Recorded information Start Marker

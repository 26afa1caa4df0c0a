//! Environment-driven configuration, read once at startup and passed to
//! every component explicitly.

use crate::constants::{
    DEFAULT_COOLDOWN_SECS, DEFAULT_FLUSH_INTERVAL_MINUTES, DEFAULT_SYNC_INTERVAL_MINUTES,
    DEFAULT_TACTICAL_BONUS_CAP,
};
use anyhow::{Context, Result};
use poise::serenity_prelude::ChannelId;
use std::env;
use std::path::PathBuf;
use std::time::Duration;

#[derive(Debug, Clone)]
pub struct Config {
    pub token: String,
    pub news_api_key: Option<String>,
    pub welcome_channel: Option<ChannelId>,
    pub database_file: PathBuf,
    pub mirror_database_url: Option<String>,
    /// Seconds between two reward-eligible messages from the same member.
    pub cooldown_secs: u64,
    /// Most keywords counted toward the bonus in one message.
    pub tactical_bonus_cap: u32,
    pub flush_interval: Duration,
    pub sync_interval: Duration,
    pub enable_intel: bool,
    pub enable_remote_sync: bool,
}

impl Config {
    pub fn from_env() -> Result<Self> {
        let token = env::var("TOKEN").context("failed to get bot token")?;
        let news_api_key = env::var("NEWS_API_KEY").ok().filter(|key| !key.is_empty());
        let welcome_channel = parse_env("WELCOME_CHANNEL_ID")?.map(ChannelId::new);
        let database_file = env::var("DATABASE_FILE")
            .map_or_else(|_| PathBuf::from("member_data.json"), PathBuf::from);
        let mirror_database_url = env::var("MIRROR_DATABASE_URL")
            .ok()
            .filter(|url| !url.is_empty());
        let cooldown_secs = parse_env("MESSAGE_COOLDOWN")?.unwrap_or(DEFAULT_COOLDOWN_SECS);
        let tactical_bonus_cap =
            parse_env("TACTICAL_BONUS_MAX")?.unwrap_or(DEFAULT_TACTICAL_BONUS_CAP);
        let flush_interval = Duration::from_secs(
            60 * parse_env("AUTO_SAVE_INTERVAL_MINUTES")?
                .unwrap_or(DEFAULT_FLUSH_INTERVAL_MINUTES),
        );
        let sync_interval = Duration::from_secs(
            60 * parse_env("SYNC_INTERVAL_MINUTES")?.unwrap_or(DEFAULT_SYNC_INTERVAL_MINUTES),
        );
        let enable_intel = env::var("ENABLE_INTEL").map_or(true, |raw| parse_flag(&raw));
        let enable_remote_sync = env::var("ENABLE_REMOTE_SYNC").map_or(true, |raw| parse_flag(&raw));
        Ok(Self {
            token,
            news_api_key,
            welcome_channel,
            database_file,
            mirror_database_url,
            cooldown_secs,
            tactical_bonus_cap,
            flush_interval,
            sync_interval,
            enable_intel,
            enable_remote_sync,
        })
    }
}

fn parse_env<T: std::str::FromStr>(name: &str) -> Result<Option<T>>
where
    T::Err: std::error::Error + Send + Sync + 'static,
{
    match env::var(name) {
        Ok(raw) if !raw.is_empty() => {
            let parsed = raw
                .parse()
                .with_context(|| format!("failed to parse {name}={raw}"))?;
            Ok(Some(parsed))
        }
        _ => Ok(None),
    }
}

fn parse_flag(raw: &str) -> bool {
    matches!(
        raw.trim().to_ascii_lowercase().as_str(),
        "1" | "true" | "yes" | "on"
    )
}

#[cfg(test)]
mod tests {
    use super::*;

    #[test]
    fn flags_parse_common_spellings() {
        assert!(parse_flag("1"));
        assert!(parse_flag("TRUE"));
        assert!(parse_flag(" yes "));
        assert!(!parse_flag("0"));
        assert!(!parse_flag("false"));
        assert!(!parse_flag("banana"));
    }
}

Recorded information End Marker

* What is required *
Reproduce the entries exactly, each one as given.

* Reply to the task *
repository 26afa1caa4df0c0a
//! Environment-driven configuration, read once at startup and passed to
//! every component explicitly.

use crate::constants::{
    DEFAULT_COOLDOWN_SECS, DEFAULT_FLUSH_INTERVAL_MINUTES, DEFAULT_SYNC_INTERVAL_MINUTES,
    DEFAULT_TACTICAL_BONUS_CAP,
};
use anyhow::{Context, Result};
use poise::serenity_prelude::ChannelId;
use std::env;
use std::path::PathBuf;
use std::time::Duration;

#[derive(Debug, Clone)]
pub struct Config {
    pub token: String,
    pub news_api_key: Option<String>,
    pub welcome_channel: Option<ChannelId>,
    pub database_file: PathBuf,
    pub mirror_database_url: Option<String>,
    /// Seconds between two reward-eligible messages from the same member.
    pub cooldown_secs: u64,
    /// Most keywords counted toward the bonus in one message.
    pub tactical_bonus_cap: u32,
    pub flush_interval: Duration,
    pub sync_interval: Duration,
    pub enable_intel: bool,
    pub enable_remote_sync: bool,
}

impl Config {
    pub fn from_env() -> Result<Self> {
        let token = env::var("TOKEN").context("failed to get bot token")?;
        let news_api_key = env::var("NEWS_API_KEY").ok().filter(|key| !key.is_empty());
        let welcome_channel = parse_env("WELCOME_CHANNEL_ID")?.map(ChannelId::new);
        let database_file = env::var("DATABASE_FILE")
            .map_or_else(|_| PathBuf::from("member_data.json"), PathBuf::from);
        let mirror_database_url = env::var("MIRROR_DATABASE_URL")
            .ok()
            .filter(|url| !url.is_empty());
        let cooldown_secs = parse_env("MESSAGE_COOLDOWN")?.unwrap_or(DEFAULT_COOLDOWN_SECS);
        let tactical_bonus_cap =
            parse_env("TACTICAL_BONUS_MAX")?.unwrap_or(DEFAULT_TACTICAL_BONUS_CAP);
        let flush_interval = Duration::from_secs(
            60 * parse_env("AUTO_SAVE_INTERVAL_MINUTES")?
                .unwrap_or(DEFAULT_FLUSH_INTERVAL_MINUTES),
        );
        let sync_interval = Duration::from_secs(
            60 * parse_env("SYNC_INTERVAL_MINUTES")?.unwrap_or(DEFAULT_SYNC_INTERVAL_MINUTES),
        );
        let enable_intel = env::var("ENABLE_INTEL").map_or(true, |raw| parse_flag(&raw));
        let enable_remote_sync = env::var("ENABLE_REMOTE_SYNC").map_or(true, |raw| parse_flag(&raw));
        Ok(Self {
            token,
            news_api_key,
            welcome_channel,
            database_file,
            mirror_database_url,
            cooldown_secs,
            tactical_bonus_cap,
            flush_interval,
            sync_interval,
            enable_intel,
            enable_remote_sync,
        })
    }
}

fn parse_env<T: std::str::FromStr>(name: &str) -> Result<Option<T>>
where
    T::Err: std::error::Error + Send + Sync + 'static,
{
    match env::var(name) {
        Ok(raw) if !raw.is_empty() => {
            let parsed = raw
                .parse()
                .with_context(|| format!("failed to parse {name}={raw}"))?;
            Ok(Some(parsed))
        }
        _ => Ok(None),
    }
}

fn parse_flag(raw: &str) -> bool {
    matches!(
        raw.trim().to_ascii_lowercase().as_str(),
        "1" | "true" | "yes" | "on"
    )
}

#[cfg(test)]
mod tests {
    use super::*;

    #[test]
    fn flags_parse_common_spellings() {
        assert!(parse_flag("1"));
        assert!(parse_flag("TRUE"));
        assert!(parse_flag(" yes "));
        assert!(!parse_flag("0"));
        assert!(!parse_flag("false"));
        assert!(!parse_flag("banana"));
    }
}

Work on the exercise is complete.